Para Kátia Arruda, a aproximação entre as instituições é estratégica. “A articulação entre o CNJ e o Ministério do Trabalho e Emprego é fundamental para que as políticas de promoção do trabalho decente dialoguem entre si e produzam resultados concretos tanto para o desenvolvimento econômico quanto para quem trabalha no Brasil”, afirmou a conselheira, durante o encontro.

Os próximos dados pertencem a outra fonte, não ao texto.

use std::path::{Path, PathBuf};
use serde::{Deserialize, Serialize};

use crate::error::{ConfigError, Result};

/// Main configuration for speed-ramp
#[derive(Debug, Clone, Default, Serialize, Deserialize)]
#[serde(default)]
pub struct Config {
    /// Speed curve settings
    pub ramp: RampConfig,

    /// Motion analysis settings
    pub motion: MotionConfig,

    /// Codec settings shared by every rendered segment
    pub encoding: EncodingConfig,

    /// Segment rendering settings
    pub render: RenderConfig,

    /// Accepted input files
    pub input: InputConfig,

    /// External tool locations
    pub tools: ToolsConfig,
}

impl Config {
    /// Load configuration from a TOML file
    pub fn from_file<P: AsRef<Path>>(path: P) -> Result<Self> {
        let path = path.as_ref();
        let content = std::fs::read_to_string(path)
            .map_err(|_| ConfigError::FileNotFound { path: path.display().to_string() })?;

        let config: Config = toml::from_str(&content)
            .map_err(|_| ConfigError::ParseFailed { path: path.display().to_string() })?;
        Ok(config)
    }

    /// Save configuration to a TOML file
    pub fn save_to_file<P: AsRef<Path>>(&self, path: P) -> Result<()> {
        let content = toml::to_string_pretty(self)
            .map_err(|e| ConfigError::InvalidValue {
                key: "config".to_string(),
                value: e.to_string()
            })?;

        std::fs::write(path, content)?;
        Ok(())
    }

    /// Validate the configuration
    pub fn validate(&self) -> Result<()> {
        self.ramp.validate()?;
        self.motion.validate()?;
        self.encoding.validate()?;
        Ok(())
    }
}

fn invalid(key: &str, value: impl ToString) -> ConfigError {
    ConfigError::InvalidValue {
        key: key.to_string(),
        value: value.to_string(),
    }
}

/// Speed curve configuration
#[derive(Debug, Clone, Serialize, Deserialize)]
#[serde(default)]
pub struct RampConfig {
    /// Length of one speed segment in seconds
    pub segment_duration: f64,

    /// Speed assigned to the calmest segment
    pub min_speed: f64,

    /// Speed assigned to the busiest segment
    pub max_speed: f64,

    /// Largest allowed change between neighbouring segments, relative to the previous one
    pub max_step_ratio: f64,

    /// Centered moving-average window (odd)
    pub smoothing_window: usize,
}

impl Default for RampConfig {
    fn default() -> Self {
        Self {
            segment_duration: 0.5,
            min_speed: 0.8,
            max_speed: 1.2,
            max_step_ratio: 0.2,
            smoothing_window: 5,
        }
    }
}

impl RampConfig {
    pub(crate) fn validate(&self) -> Result<()> {
        if !(self.segment_duration.is_finite() && self.segment_duration > 0.0) {
            return Err(invalid("ramp.segment_duration", self.segment_duration).into());
        }

        if !(self.min_speed.is_finite() && self.min_speed > 0.0) {
            return Err(invalid("ramp.min_speed", self.min_speed).into());
        }

        if !self.max_speed.is_finite() || self.max_speed < self.min_speed {
            return Err(invalid(
                "ramp.speed_range",
                format!("{}-{}", self.min_speed, self.max_speed),
            ).into());
        }

        if !(self.max_step_ratio.is_finite() && self.max_step_ratio > 0.0) {
            return Err(invalid("ramp.max_step_ratio", self.max_step_ratio).into());
        }

        if self.smoothing_window == 0 || self.smoothing_window % 2 == 0 {
            return Err(invalid("ramp.smoothing_window", self.smoothing_window).into());
        }

        Ok(())
    }
}

/// Motion analysis configuration
#[derive(Debug, Clone, Serialize, Deserialize)]
#[serde(default)]
pub struct MotionConfig {
    /// Dense flow backend
    pub estimator: FlowBackend,

    /// Frames are downscaled to this width before flow estimation
    pub analysis_width: u32,

    /// Radius of the flow aggregation window in pixels
    pub window_radius: u32,

    /// Structure tensors with a smaller determinant yield zero motion
    pub min_determinant: f64,
}

impl Default for MotionConfig {
    fn default() -> Self {
        Self {
            estimator: FlowBackend::default(),
            analysis_width: 320,
            window_radius: 4,
            min_determinant: 1e-3,
        }
    }
}

impl MotionConfig {
    fn validate(&self) -> Result<()> {
        if self.analysis_width < 8 {
            return Err(invalid("motion.analysis_width", self.analysis_width).into());
        }

        if !(self.min_determinant.is_finite() && self.min_determinant >= 0.0) {
            return Err(invalid("motion.min_determinant", self.min_determinant).into());
        }

        if !self.estimator.is_available() {
            return Err(invalid("motion.estimator", self.estimator.name()).into());
        }

        Ok(())
    }
}

/// Available dense optical flow implementations
#[derive(Debug, Clone, Copy, Default, PartialEq, Eq, Serialize, Deserialize)]
#[serde(rename_all = "kebab-case")]
pub enum FlowBackend {
    /// Built-in Lucas–Kanade
    #[default]
    LucasKanade,

    /// OpenCV Farneback (needs the `opencv` feature)
    Farneback,
}

impl FlowBackend {
    pub fn name(&self) -> &'static str {
        match self {
            Self::LucasKanade => "lucas-kanade",
            Self::Farneback => "farneback",
        }
    }

    /// Whether this build can provide the backend
    pub fn is_available(&self) -> bool {
        match self {
            Self::LucasKanade => true,
            Self::Farneback => cfg!(feature = "opencv"),
        }
    }
}

/// Target codec configuration, identical for every segment
#[derive(Debug, Clone, Serialize, Deserialize)]
#[serde(default)]
pub struct EncodingConfig {
    pub video_codec: String,
    pub audio_codec: String,
    pub pixel_format: String,
    pub preset: Option<String>,
    pub crf: Option<u8>,
}

impl Default for EncodingConfig {
    fn default() -> Self {
        Self {
            video_codec: "libx264".to_string(),
            audio_codec: "aac".to_string(),
            pixel_format: "yuv420p".to_string(),
            preset: None,
            crf: None,
        }
    }
}

impl EncodingConfig {
    fn validate(&self) -> Result<()> {
        if self.video_codec.trim().is_empty() {
            return Err(invalid("encoding.video_codec", &self.video_codec).into());
        }

        if self.audio_codec.trim().is_empty() {
            return Err(invalid("encoding.audio_codec", &self.audio_codec).into());
        }

        if let Some(crf) = self.crf {
            if crf > 51 {
                return Err(invalid("encoding.crf", crf).into());
            }
        }

        Ok(())
    }
}

/// Segment rendering configuration
#[derive(Debug, Clone, Serialize, Deserialize)]
#[serde(default)]
pub struct RenderConfig {
    /// Number of segments rendered concurrently (0 = one per CPU)
    pub workers: usize,

    /// Parent directory for intermediate segment files
    pub temp_dir: Option<PathBuf>,
}

impl Default for RenderConfig {
    fn default() -> Self {
        Self {
            workers: 1,
            temp_dir: None,
        }
    }
}

impl RenderConfig {
    /// Worker count with the automatic setting resolved
    pub fn effective_workers(&self) -> usize {
        if self.workers == 0 {
            num_cpus::get()
        } else {
            self.workers
        }
    }
}

/// Accepted input files
#[derive(Debug, Clone, Serialize, Deserialize)]
#[serde(default)]
pub struct InputConfig {
    pub allowed_extensions: Vec<String>,
}

impl Default for InputConfig {
    fn default() -> Self {
        Self {
            allowed_extensions: ["mp4", "mov", "avi", "mkv"]
                .iter()
                .map(|ext| ext.to_string())
                .collect(),
        }
    }
}

impl InputConfig {
    /// Case-insensitive extension check
    pub fn is_allowed(&self, path: &Path) -> bool {
        path.extension()
            .and_then(|ext| ext.to_str())
            .map(|ext| {
                self.allowed_extensions
                    .iter()
                    .any(|allowed| allowed.eq_ignore_ascii_case(ext))
            })
            .unwrap_or(false)
    }
}

/// External tool locations
#[derive(Debug, Clone, Serialize, Deserialize)]
#[serde(default)]
pub struct ToolsConfig {
    pub ffmpeg: String,
    pub ffprobe: String,
}

impl Default for ToolsConfig {
    fn default() -> Self {
        Self {
            ffmpeg: "ffmpeg".to_string(),
            ffprobe: "ffprobe".to_string(),
        }
    }
}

O ministro Luiz Marinho destacou a relevância da iniciativa e a disposição do Ministério em colaborar na construção de uma agenda conjunta de enfrentamento à precarização do trabalho. Participaram da reunião, pelo MTE, o assessor especial Raimundo Silva, a secretária executiva substituta Luciana Vasconcelos Nakamura, o chefe de gabinete da Secretaria-Executiva, Fábio Alves, a subsecretária de Estatísticas e Estudos do Trabalho, Paula Montagner, e o secretário de Inspeção do Trabalho, Luiz Henrique Ramos Lopes. Também esteve presente Clemente Ganz, representante das centrais sindicais, reforçando o caráter tripartite do diálogo promovido pelo Observatório.

O Observatório coordenado pelo CNJ é um órgão de assessoramento e espaço de diálogo social, pesquisa e fomento de políticas judiciárias voltadas à promoção do trabalho decente. O OTD tem a missão de monitorar políticas e práticas que impactem o trabalho, acompanhar a jurisprudência relacionada ao tema, consolidar dados sobre relações laborais e propor o aprimoramento de normas.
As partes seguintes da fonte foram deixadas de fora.